Natacha Ramsey-Levi chez Chloé, Riccardo Tisci chez Burberry ont eux aussi opté pour ce retour à un certain classicisme, propice à l’écriture d’une nouvelle partition sur la mode.

Différentes marques à des prix abordables tels que Maje, Claudie Pierlot, H&M, Urban Outfiters, Theory, Mango, Ted Baker, Whistles, Weekend Max Mara… proposent également des collections qui recèlent de belles pièces qui nous donneront un style de Parisienne néo-bourgeoise.

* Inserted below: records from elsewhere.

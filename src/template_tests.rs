// Copyright (c) 2025 Erick Bourgeois, firestoned
// SPDX-License-Identifier: MIT

//! Unit tests for the template adapter.

#[cfg(test)]
mod tests {
    use serde_json::json;

    use crate::template::{render_str, ZoneTemplate};
    use crate::zonefile::parse_zone_data;

    #[test]
    fn test_render_zone_from_state() {
        let template = ZoneTemplate::compile(
            "{% for name, app in applications %}{{ app.host }}. 10 IN A {{ app.ip }}\n{% endfor %}",
        )
        .expect("template compiles");

        let state = json!({
            "applications": {
                "/web": {"host": "web.example.com", "ip": "10.0.0.1"},
                "/api": {"host": "api.example.com", "ip": "10.0.0.2"},
            }
        });

        let text = template.render(&state).expect("template renders");
        let zone = parse_zone_data(&text).expect("rendered zone parses");
        assert_eq!(zone.len(), 2);

        let names: Vec<&str> = zone.iter().map(|r| r.name.as_str()).collect();
        assert!(names.contains(&"web.example.com."));
        assert!(names.contains(&"api.example.com."));
    }

    #[test]
    fn test_compile_error() {
        assert!(ZoneTemplate::compile("{% for x in %}").is_err());
    }

    #[test]
    fn test_render_error_surfaces() {
        let template = ZoneTemplate::compile("{{ missing.field }}").expect("template compiles");
        assert!(template.render(&json!({})).is_err());
    }

    #[test]
    fn test_render_str_with_context() {
        let rendered = render_str("host-{{ env.POD }}", &json!({"env": {"POD": "web-1"}}))
            .expect("template renders");
        assert_eq!(rendered, "host-web-1");
    }
}
// Copyright (c) 2025 Erick Bourgeois, firestoned
// SPDX-License-Identifier: MIT

//! Configuration loading and validation.
//!
//! The YAML config has two top-level sections, `discoverers` and
//! `provisioners`, each keyed by backend. Backend configs hold the shared
//! base config by value and delegate to it, so the YAML stays flat while
//! the types stay composed.
//!
//! Everything that can fail is failed here, at startup: unknown top-level
//! keys, templates that do not compile, owner-flag regexes that do not
//! compile, and two provisioners claiming the same zone.

use std::collections::{BTreeMap, HashMap};
use std::path::Path;

use regex::Regex;
use serde::Deserialize;
use thiserror::Error;

use crate::discoverer::Discoverer;
use crate::gclouddns::GCloudDns;
use crate::kubernetes::Kubernetes;
use crate::marathon::Marathon;
use crate::provisioner::{DryRun, OwnerFlags, Provisioner};
use crate::route53::Route53;
use crate::template::{render_str, ZoneTemplate};

/// Configuration common to all discoverers.
#[derive(Debug, Clone, Default, Deserialize)]
pub struct BaseDiscovererConfig {
    /// Skip this discoverer without removing its config.
    #[serde(default)]
    pub disabled: bool,
    /// The zone template rendered from the discoverer's state.
    #[serde(default)]
    pub template: String,
}

/// Configuration common to all provisioners.
#[derive(Debug, Clone, Default, Deserialize)]
pub struct BaseProvisionerConfig {
    /// The authoritative zone, fully qualified with a trailing dot.
    pub zone: String,
    /// Flag-key to regex-template pairs marking foreign record groups this
    /// instance owns. Empty means foreign groups are never pruned.
    #[serde(default, rename = "ownerFlags")]
    pub owner_flags: BTreeMap<String, String>,
}

/// Basic-auth credentials for a discoverer endpoint.
#[derive(Debug, Clone, Default, Deserialize)]
pub struct BasicAuthConfig {
    pub username: String,
    #[serde(default)]
    pub password: String,
}

/// Config for one Kubernetes discoverer.
#[derive(Debug, Clone, Default, Deserialize)]
pub struct KubernetesConfig {
    #[serde(flatten)]
    pub base: BaseDiscovererConfig,
    /// Path to a kubeconfig file; in-cluster credentials when unset.
    #[serde(default)]
    pub kubeconfig: Option<String>,
    /// Kubeconfig context override.
    #[serde(default)]
    pub context: Option<String>,
}

impl KubernetesConfig {
    pub fn disabled(&self) -> bool {
        self.base.disabled
    }

    pub fn template(&self) -> &str {
        &self.base.template
    }
}

/// Config for one Marathon discoverer.
#[derive(Debug, Clone, Default, Deserialize)]
pub struct MarathonConfig {
    #[serde(flatten)]
    pub base: BaseDiscovererConfig,
    #[serde(default)]
    pub endpoints: Vec<String>,
    #[serde(default)]
    pub basic_auth: Option<BasicAuthConfig>,
}

impl MarathonConfig {
    pub fn disabled(&self) -> bool {
        self.base.disabled
    }

    pub fn template(&self) -> &str {
        &self.base.template
    }
}

/// Config for one Route 53 provisioner.
#[derive(Debug, Clone, Default, Deserialize)]
pub struct Route53Config {
    #[serde(flatten)]
    pub base: BaseProvisionerConfig,
    /// The hosted zone id; looked up by zone name when unset.
    #[serde(default)]
    pub zoneid: Option<String>,
}

impl Route53Config {
    pub fn zone(&self) -> &str {
        &self.base.zone
    }
}

/// Config for one Google Cloud DNS provisioner.
#[derive(Debug, Clone, Deserialize)]
pub struct GCloudDnsConfig {
    #[serde(flatten)]
    pub base: BaseProvisionerConfig,
    pub project: String,
    #[serde(rename = "zoneID")]
    pub zone_id: String,
}

impl GCloudDnsConfig {
    pub fn zone(&self) -> &str {
        &self.base.zone
    }
}

#[derive(Debug, Clone, Default, Deserialize)]
pub struct DiscoverersConfig {
    #[serde(default)]
    pub kubernetes: Vec<KubernetesConfig>,
    #[serde(default)]
    pub marathon: Vec<MarathonConfig>,
}

#[derive(Debug, Clone, Default, Deserialize)]
pub struct ProvisionersConfig {
    #[serde(default)]
    pub route53: Vec<Route53Config>,
    #[serde(default)]
    pub gcloud: Vec<GCloudDnsConfig>,
}

/// The dubber configuration.
#[derive(Debug, Clone, Default, Deserialize)]
pub struct Config {
    #[serde(default)]
    pub discoverers: DiscoverersConfig,
    #[serde(default)]
    pub provisioners: ProvisionersConfig,
    // Catches unknown top-level settings so typos fail at startup.
    #[serde(flatten)]
    unknown: BTreeMap<String, serde_yaml::Value>,
}

/// Fatal configuration errors.
#[derive(Debug, Error)]
pub enum ConfigError {
    #[error("failed to read config file {path}")]
    Io {
        path: String,
        #[source]
        source: std::io::Error,
    },

    #[error("failed to parse config")]
    Yaml(#[from] serde_yaml::Error),

    #[error("unknown top level config options: {0}")]
    UnknownKeys(String),

    #[error("zone {0:?} is not fully qualified (missing trailing dot)")]
    InvalidZone(String),

    #[error("zone {0:?} managed by multiple provisioners")]
    DuplicateZone(String),

    #[error("invalid owner flag {flag:?} for zone {zone:?}")]
    OwnerFlag {
        zone: String,
        flag: String,
        #[source]
        source: anyhow::Error,
    },

    #[error("invalid template for {discoverer}")]
    Template {
        discoverer: String,
        #[source]
        source: tera::Error,
    },

    #[error("building discoverer {discoverer} failed")]
    Discoverer {
        discoverer: String,
        #[source]
        source: anyhow::Error,
    },
}

impl Config {
    /// Parse a config from YAML text, rejecting unknown top-level keys.
    pub fn from_yaml(text: &str) -> Result<Config, ConfigError> {
        let cfg: Config = serde_yaml::from_str(text)?;
        if !cfg.unknown.is_empty() {
            let unknowns: Vec<&str> = cfg.unknown.keys().map(String::as_str).collect();
            return Err(ConfigError::UnknownKeys(unknowns.join(",")));
        }
        Ok(cfg)
    }

    pub fn from_file(path: &Path) -> Result<Config, ConfigError> {
        let text = std::fs::read_to_string(path).map_err(|source| ConfigError::Io {
            path: path.display().to_string(),
            source,
        })?;
        Config::from_yaml(&text)
    }

    /// The zones the provisioner configs claim, in config order.
    pub fn provisioned_zones(&self) -> Vec<String> {
        let mut zones: Vec<String> = Vec::new();
        zones.extend(self.provisioners.route53.iter().map(|p| p.zone().to_string()));
        zones.extend(self.provisioners.gcloud.iter().map(|p| p.zone().to_string()));
        zones
    }

    /// Check the provisioner zone set: fully qualified names, one
    /// provisioner per zone.
    pub fn validate_zones(&self) -> Result<(), ConfigError> {
        let mut seen = std::collections::HashSet::new();
        for zone in self.provisioned_zones() {
            if !zone.ends_with('.') {
                return Err(ConfigError::InvalidZone(zone));
            }
            if !seen.insert(zone.clone()) {
                return Err(ConfigError::DuplicateZone(zone));
            }
        }
        Ok(())
    }

    /// Build the provisioner for every configured zone, optionally wrapped
    /// in the dry-run decorator.
    pub async fn build_provisioners(
        &self,
        dry_run: bool,
    ) -> Result<HashMap<String, Box<dyn Provisioner>>, ConfigError> {
        self.validate_zones()?;

        let mut provs: HashMap<String, Box<dyn Provisioner>> = HashMap::new();
        for pcfg in &self.provisioners.route53 {
            let zone = pcfg.zone().to_string();
            let owner_flags = compile_owner_flags(&zone, &pcfg.base.owner_flags)?;
            let prov = Route53::new(pcfg.clone(), owner_flags).await;
            provs.insert(zone, wrap_dry_run(dry_run, Box::new(prov)));
        }
        for pcfg in &self.provisioners.gcloud {
            let zone = pcfg.zone().to_string();
            let owner_flags = compile_owner_flags(&zone, &pcfg.base.owner_flags)?;
            let prov = GCloudDns::new(pcfg.clone(), owner_flags);
            provs.insert(zone, wrap_dry_run(dry_run, Box::new(prov)));
        }
        Ok(provs)
    }

    /// Build every enabled discoverer.
    pub async fn build_discoverers(&self) -> Result<Vec<Discoverer>, ConfigError> {
        let mut discoverers = Vec::new();

        for (i, dcfg) in self.discoverers.kubernetes.iter().enumerate() {
            if dcfg.disabled() {
                continue;
            }
            let name = format!("kubernetes[{i}]");
            let template = compile_template(&name, dcfg.template())?;
            let puller = Kubernetes::new(dcfg)
                .await
                .map_err(|source| ConfigError::Discoverer {
                    discoverer: name.clone(),
                    source,
                })?;
            discoverers.push(Discoverer::new(name, template, Box::new(puller)));
        }

        for (i, dcfg) in self.discoverers.marathon.iter().enumerate() {
            if dcfg.disabled() {
                continue;
            }
            let name = format!("marathon[{i}]");
            let template = compile_template(&name, dcfg.template())?;
            let puller = Marathon::new(dcfg).map_err(|source| ConfigError::Discoverer {
                discoverer: name.clone(),
                source,
            })?;
            discoverers.push(Discoverer::new(name, template, Box::new(puller)));
        }

        Ok(discoverers)
    }
}

fn wrap_dry_run(dry_run: bool, prov: Box<dyn Provisioner>) -> Box<dyn Provisioner> {
    if dry_run {
        Box::new(DryRun::new(prov))
    } else {
        prov
    }
}

fn compile_template(name: &str, source: &str) -> Result<ZoneTemplate, ConfigError> {
    ZoneTemplate::compile(source).map_err(|source| ConfigError::Template {
        discoverer: name.to_string(),
        source,
    })
}

/// Compile the owner-flag policy for one zone.
///
/// Each value is a template (rendered with an `env` map of the process
/// environment) producing a regex, which is anchored with `^`/`$` when the
/// anchors are missing.
pub fn compile_owner_flags(
    zone: &str,
    raw: &BTreeMap<String, String>,
) -> Result<OwnerFlags, ConfigError> {
    let env: BTreeMap<String, String> = std::env::vars().collect();
    let context = serde_json::json!({ "env": env });

    let mut compiled = BTreeMap::new();
    for (flag, source) in raw {
        let owner_flag_error = |source: anyhow::Error| ConfigError::OwnerFlag {
            zone: zone.to_string(),
            flag: flag.clone(),
            source,
        };

        let rendered = render_str(source, &context)
            .map_err(|e| owner_flag_error(anyhow::Error::new(e)))?;
        let regex = Regex::new(&anchor(rendered.trim()))
            .map_err(|e| owner_flag_error(anyhow::Error::new(e)))?;
        compiled.insert(flag.clone(), regex);
    }
    Ok(OwnerFlags::new(compiled))
}

/// Anchor a regex with `^` and `$` unless it already has them.
fn anchor(regex: &str) -> String {
    let mut anchored = String::with_capacity(regex.len() + 2);
    if !regex.starts_with('^') {
        anchored.push('^');
    }
    anchored.push_str(regex);
    if !regex.ends_with('$') {
        anchored.push('$');
    }
    anchored
}
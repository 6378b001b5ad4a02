// Copyright (c) 2025 Erick Bourgeois, firestoned
// SPDX-License-Identifier: MIT

//! Unit tests for per-zone reconciliation.

#[cfg(test)]
mod tests {
    use std::collections::BTreeMap;

    use anyhow::{anyhow, Result};
    use async_trait::async_trait;
    use hickory_proto::rr::RecordType;
    use regex::Regex;
    use tokio::sync::Mutex;

    use crate::provisioner::{OwnerFlags, Provisioner};
    use crate::reconcile::{reconcile_zone, ReconcileError};
    use crate::zone::Zone;
    use crate::zonefile::parse_zone_data;

    const REMOTE: &str = "thing.example.com.\t10\tIN\tA\t8.8.8.8 ; comment=1
$TTL 86400
@   IN  SOA example.com. root.example.com. (
\t\t100   ;Serial
\t\t3600  ;Refresh
\t\t1800  ;Retry
\t  6048      ;Expire
    8640      ;Minimum TTL
)

thing.example.com.\t10\tIN\tA\t6.6.6.6
thing2.example.com.\t10\tIN\tA\t5.5.5.5
thing.example.com.\t10\tIN\tA\t7.7.7.7 ; setID=1 comment=1
thing.example.com.\t10\tIN\tA\t8.8.8.8 ; setID=1 comment=2
thing.example.com.\t10\tIN\tA\t10.10.10.10";

    #[derive(Debug)]
    struct UpdateCall {
        wanted: Zone,
        unwanted: Zone,
    }

    struct TestProvisioner {
        remote: Result<Zone, String>,
        group_flags: Vec<String>,
        owner_flags: OwnerFlags,
        updates: Mutex<Vec<UpdateCall>>,
    }

    impl TestProvisioner {
        fn new(remote: &str) -> Self {
            TestProvisioner {
                remote: Ok(parse_zone_data(remote).expect("remote zone parses")),
                group_flags: vec!["setID".to_string(), "country".to_string()],
                owner_flags: OwnerFlags::default(),
                updates: Mutex::new(Vec::new()),
            }
        }

        fn failing(message: &str) -> Self {
            TestProvisioner {
                remote: Err(message.to_string()),
                group_flags: Vec::new(),
                owner_flags: OwnerFlags::default(),
                updates: Mutex::new(Vec::new()),
            }
        }

        fn with_owner_flags(mut self, flags: &[(&str, &str)]) -> Self {
            let map: BTreeMap<String, Regex> = flags
                .iter()
                .map(|(k, v)| ((*k).to_string(), Regex::new(v).expect("test regex compiles")))
                .collect();
            self.owner_flags = OwnerFlags::new(map);
            self
        }

        async fn update_count(&self) -> usize {
            self.updates.lock().await.len()
        }
    }

    #[async_trait]
    impl Provisioner for TestProvisioner {
        async fn remote_zone(&self) -> Result<Zone> {
            match &self.remote {
                Ok(zone) => Ok(zone.clone()),
                Err(message) => Err(anyhow!("{message}")),
            }
        }

        fn group_flags(&self) -> &[String] {
            &self.group_flags
        }

        fn owner_flags(&self) -> &OwnerFlags {
            &self.owner_flags
        }

        async fn update_zone(
            &self,
            wanted: &Zone,
            unwanted: &Zone,
            _desired: &Zone,
            _remote: &Zone,
        ) -> Result<()> {
            self.updates.lock().await.push(UpdateCall {
                wanted: wanted.clone(),
                unwanted: unwanted.clone(),
            });
            Ok(())
        }
    }

    fn soa_serials(zone: &Zone) -> Vec<u32> {
        zone.iter()
            .filter(|r| r.rrtype == RecordType::SOA)
            .map(|r| r.soa_serial().expect("serial parses"))
            .collect()
    }

    // Desired equal to remote minus the SOA reconciles to a no-op: no
    // update call, serial untouched.
    #[tokio::test]
    async fn test_reconcile_noop() {
        let desired: Zone = parse_zone_data(REMOTE)
            .expect("zone parses")
            .into_iter()
            .filter(|r| r.rrtype != RecordType::SOA)
            .collect();

        let prov = TestProvisioner::new(REMOTE);
        let outcome = reconcile_zone(&prov, &desired).await.expect("reconcile succeeds");

        assert!(!outcome.changed);
        assert_eq!(outcome.old_serial, 100);
        assert_eq!(outcome.new_serial, 100);
        assert_eq!(prov.update_count().await, 0);
    }

    // One new desired record produces a change set of exactly that record
    // plus the SOA bump pair.
    #[tokio::test]
    async fn test_reconcile_additive() {
        let mut desired: Zone = parse_zone_data(REMOTE)
            .expect("zone parses")
            .into_iter()
            .filter(|r| r.rrtype != RecordType::SOA)
            .collect();
        let added = parse_zone_data("new.example.com. 10 IN A 1.2.3.4\n")
            .expect("zone parses");
        desired.extend(added.clone());

        let prov = TestProvisioner::new(REMOTE);
        let outcome = reconcile_zone(&prov, &desired).await.expect("reconcile succeeds");

        assert!(outcome.changed);
        assert_eq!(outcome.old_serial, 100);
        assert_eq!(outcome.new_serial, 101);

        let updates = prov.updates.lock().await;
        assert_eq!(updates.len(), 1);
        let call = &updates[0];

        assert_eq!(call.wanted.len(), 2);
        assert_eq!(
            call.wanted.records()[0].name,
            added.records()[0].name
        );
        assert_eq!(soa_serials(&call.wanted), vec![101]);

        assert_eq!(call.unwanted.len(), 1);
        assert_eq!(soa_serials(&call.unwanted), vec![100]);

        // The SOA pair is always the final member of each side.
        assert_eq!(call.wanted.records()[1].rrtype, RecordType::SOA);
        assert_eq!(call.unwanted.records()[0].rrtype, RecordType::SOA);
    }

    // A record removed from the desired state is unwanted.
    #[tokio::test]
    async fn test_reconcile_removal() {
        let desired: Zone = parse_zone_data(REMOTE)
            .expect("zone parses")
            .into_iter()
            .filter(|r| r.rrtype != RecordType::SOA && r.rdata != "10.10.10.10")
            .collect();

        let prov = TestProvisioner::new(REMOTE);
        let outcome = reconcile_zone(&prov, &desired).await.expect("reconcile succeeds");
        assert!(outcome.changed);

        let updates = prov.updates.lock().await;
        let call = &updates[0];
        assert_eq!(soa_serials(&call.wanted), vec![101]);
        assert_eq!(call.unwanted.len(), 2);
        assert_eq!(call.unwanted.records()[0].rdata, "10.10.10.10");
    }

    const OWNED_REMOTE: &str = "$TTL 86400
@   IN  SOA example.com. root.example.com. (
\t\t100   ;Serial
\t\t3600  ;Refresh
\t\t1800  ;Retry
\t  6048      ;Expire
    8640      ;Minimum TTL
)

thing.example.com.\t10\tIN\tA\t7.7.7.7 ; setID=1
thing.example.com.\t10\tIN\tA\t8.8.8.8 ; setID=2";

    // A foreign group matching the owner flags is pruned; without owner
    // flags it is left untouched.
    #[tokio::test]
    async fn test_reconcile_prunes_owned_foreign_group() {
        let desired =
            parse_zone_data("thing.example.com. 10 IN A 8.8.8.8 ; setID=2\n").expect("zone parses");

        let prov = TestProvisioner::new(OWNED_REMOTE).with_owner_flags(&[("setID", "^1$")]);
        let outcome = reconcile_zone(&prov, &desired).await.expect("reconcile succeeds");
        assert!(outcome.changed);

        let updates = prov.updates.lock().await;
        let call = &updates[0];
        assert_eq!(soa_serials(&call.wanted), vec![101]);
        assert_eq!(call.unwanted.len(), 2);
        assert_eq!(call.unwanted.records()[0].rdata, "7.7.7.7");
        assert_eq!(call.unwanted.records()[0].flags.get("setID"), Some("1"));
    }

    #[tokio::test]
    async fn test_reconcile_leaves_foreign_group_without_owner_flags() {
        let desired =
            parse_zone_data("thing.example.com. 10 IN A 8.8.8.8 ; setID=2\n").expect("zone parses");

        let prov = TestProvisioner::new(OWNED_REMOTE);
        let outcome = reconcile_zone(&prov, &desired).await.expect("reconcile succeeds");

        assert!(!outcome.changed);
        assert_eq!(prov.update_count().await, 0);
    }

    // An owner flag whose regex does not match the foreign group leaves it
    // untouched too.
    #[tokio::test]
    async fn test_reconcile_owner_flags_must_match() {
        let desired =
            parse_zone_data("thing.example.com. 10 IN A 8.8.8.8 ; setID=2\n").expect("zone parses");

        let prov = TestProvisioner::new(OWNED_REMOTE).with_owner_flags(&[("setID", "^9$")]);
        let outcome = reconcile_zone(&prov, &desired).await.expect("reconcile succeeds");

        assert!(!outcome.changed);
        assert_eq!(prov.update_count().await, 0);
    }

    #[tokio::test]
    async fn test_reconcile_multiple_soa() {
        let remote = "$TTL 86400
example.com. IN SOA example.com. root.example.com. ( 100 3600 1800 6048 8640 )
example.com. IN SOA example.com. root.example.com. ( 200 3600 1800 6048 8640 )
thing.example.com.\t10\tIN\tA\t6.6.6.6";

        let prov = TestProvisioner::new(remote);
        let desired = parse_zone_data("thing.example.com. 10 IN A 6.6.6.6\n").expect("zone parses");

        let err = reconcile_zone(&prov, &desired).await.expect_err("reconcile fails");
        assert!(matches!(err, ReconcileError::MultipleSoa(2)));
        assert!(err.to_string().contains("multiple SOA records"), "got: {err}");
        assert_eq!(prov.update_count().await, 0);
    }

    #[tokio::test]
    async fn test_reconcile_no_soa() {
        let prov = TestProvisioner::new("thing.example.com.\t10\tIN\tA\t6.6.6.6");
        let desired = parse_zone_data("thing.example.com. 10 IN A 6.6.6.6\n").expect("zone parses");

        let err = reconcile_zone(&prov, &desired).await.expect_err("reconcile fails");
        assert!(matches!(err, ReconcileError::NoSoa));
        assert_eq!(prov.update_count().await, 0);
    }

    #[tokio::test]
    async fn test_reconcile_remote_fetch_failure() {
        let prov = TestProvisioner::failing("connection refused");
        let desired = parse_zone_data("thing.example.com. 10 IN A 6.6.6.6\n").expect("zone parses");

        let err = reconcile_zone(&prov, &desired).await.expect_err("reconcile fails");
        assert!(matches!(err, ReconcileError::RemoteZone(_)));
        assert_eq!(prov.update_count().await, 0);
    }
}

Dans les rues, l’effet a été immédiat. On peut désormais constater un engouement pour cette silhouette rétro, fortement marquée par un retour à une forme de féminité peut-être plus évidente. On peut voir refleurir les blouses fluides et nouées, les tailleurs en tartan, les blazers à boutons dorés qu’on aime beaucoup, les carrés sages qu’on shoppe dans les boutiques vintages ou online, et les cols roulés de chez Zara. Un style de jeune fille bien rangée.

Par ce style vintage, la garde-robe de luxe se veut un secteur plus accessible, qui rentre dans le dressing de madame tout le monde.

Cette tendance semble redéfinir les repères. Avec cette allure classique, on revient à des valeurs sûres, selon les dires d’Elizabeth Prat, directrice mode et style chez Peclers Paris. On n’est pas dans le look jetable mais dans quelque chose de timeless et simple qui rassure. Il y a l’idée d’une élégance parisienne, d’une célébration, d’un look français auquel on redonne ses lettres de noblesse.

Du même coup, cette tendance redéfinit les frontières entre le masculin et le féminin, incarne des normes sociales plus claires. Loin du courant « gender fluid » qui a été beaucoup exploité ces derniers temps sur les podiums, explique Thomas Zylberman, styliste au bureau de Carlin.